Segment Start: Exercise inputs

//! Content sanitization applied to all raw HTML before it is inserted.
//!
//! The engine works without a sanitizer (content passes through as-is). [`StrictSanitizer`] removes executable markup:
//! no script, no inline event handlers, no script URLs.

use crate::html::{self, HtmlElement, HtmlNode};
use hashbrown::HashSet;
use tracing::{trace, warn};

/// Turns untrusted HTML into HTML that is safe to insert.
pub trait Sanitizer {
	fn sanitize(&self, html: &str) -> String;
}

impl<F: Fn(&str) -> String> Sanitizer for F {
	fn sanitize(&self, html: &str) -> String {
		self(html)
	}
}

const DENIED_ELEMENTS: &[&str] = &["script", "iframe", "object", "embed", "frame", "frameset", "base", "meta", "link", "noscript", "applet"];
const URL_ATTRIBUTES: &[&str] = &["href", "src", "action", "formaction", "xlink:href", "data", "poster", "background"];

/// Drops dangerous elements (with their content), `on*` attributes and `javascript:`/`vbscript:`/non-image `data:` URLs.
#[derive(Debug, Clone)]
pub struct StrictSanitizer {
	denied: HashSet<String>,
}

impl Default for StrictSanitizer {
	fn default() -> Self {
		Self {
			denied: DENIED_ELEMENTS.iter().map(|name| (*name).to_owned()).collect(),
		}
	}
}

impl StrictSanitizer {
	#[must_use]
	pub fn new() -> Self {
		Self::default()
	}

	/// Stops removing elements named `name`.
	#[must_use]
	pub fn allow_tag(mut self, name: &str) -> Self {
		self.denied.remove(&name.to_ascii_lowercase());
		self
	}

	/// Additionally removes elements named `name`.
	#[must_use]
	pub fn deny_tag(mut self, name: &str) -> Self {
		self.denied.insert(name.to_ascii_lowercase());
		self
	}

	fn clean(&self, nodes: Vec<HtmlNode>) -> Vec<HtmlNode> {
		nodes
			.into_iter()
			.filter_map(|node| match node {
				HtmlNode::Element(element) => self.clean_element(element).map(HtmlNode::Element),
				other => Some(other),
			})
			.collect()
	}

	fn clean_element(&self, element: HtmlElement) -> Option<HtmlElement> {
		if self.denied.contains(&element.name.to_ascii_lowercase()) {
			trace!(element = element.name.as_str(), "Removed element.");
			return None;
		}
		let HtmlElement { name, namespace, attributes, children } = element;
		let attributes = attributes
			.into_iter()
			.filter(|(attribute, value)| {
				let attribute = attribute.to_ascii_lowercase();
				let keep = !attribute.starts_with("on") && !(URL_ATTRIBUTES.contains(&attribute.as_str()) && is_dangerous_url(value));
				if !keep {
					trace!(attribute = attribute.as_str(), "Removed attribute.");
				}
				keep
			})
			.collect();
		Some(HtmlElement {
			name,
			namespace,
			attributes,
			children: self.clean(children),
		})
	}
}

impl Sanitizer for StrictSanitizer {
	fn sanitize(&self, input: &str) -> String {
		match html::parse_fragment(input, None) {
			Ok(nodes) => html::serialize(&self.clean(nodes)),
			Err(error) => {
				warn!(%error, "Could not parse content for sanitization. Escaping it instead.");
				html::escape_text(input)
			}
		}
	}
}

fn is_dangerous_url(url: &str) -> bool {
	let normalized: String = url.chars().filter(|c| !c.is_whitespace() && !c.is_control()).collect::<String>().to_ascii_lowercase();
	normalized.starts_with("javascript:") || normalized.starts_with("vbscript:") || (normalized.starts_with("data:") && !normalized.starts_with("data:image/"))
}

#[cfg(test)]
mod tests {
	use super::*;

	#[test]
	fn strips_executable_markup() {
		let sanitizer = StrictSanitizer::new();
		assert_eq!(
			sanitizer.sanitize("<p onclick=\"x()\" class=\"a\">hi<script>alert(1)</script></p><a href=\" JavaScript:x()\">l</a>"),
			"<p class=\"a\">hi</p><a>l</a>"
		);
		assert_eq!(sanitizer.sanitize("<img src=\"data:image/png;base64,AA==\">"), "<img src=\"data:image/png;base64,AA==\">");
	}

	#[test]
	fn tag_lists_are_configurable() {
		let sanitizer = StrictSanitizer::new().allow_tag("iframe").deny_tag("style");
		assert_eq!(sanitizer.sanitize("<iframe src=\"/x\"></iframe><style>p{}</style>"), "<iframe src=\"/x\"></iframe>");
	}

	#[test]
	fn closures_are_sanitizers() {
		let upper = |html: &str| html.to_uppercase();
		assert_eq!(Sanitizer::sanitize(&upper, "<b>x</b>"), "<B>X</B>");
	}
}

Segment End: Exercise inputs

— What you need to do —
When a line in the material contains the string "class", copy that line.

— Exercise output —
			sanitizer.sanitize("<p onclick=\"x()\" class=\"a\">hi<script>alert(1)</script></p><a href=\" JavaScript:x()\">l</a>"),
			"<p class=\"a\">hi</p><a>l</a>"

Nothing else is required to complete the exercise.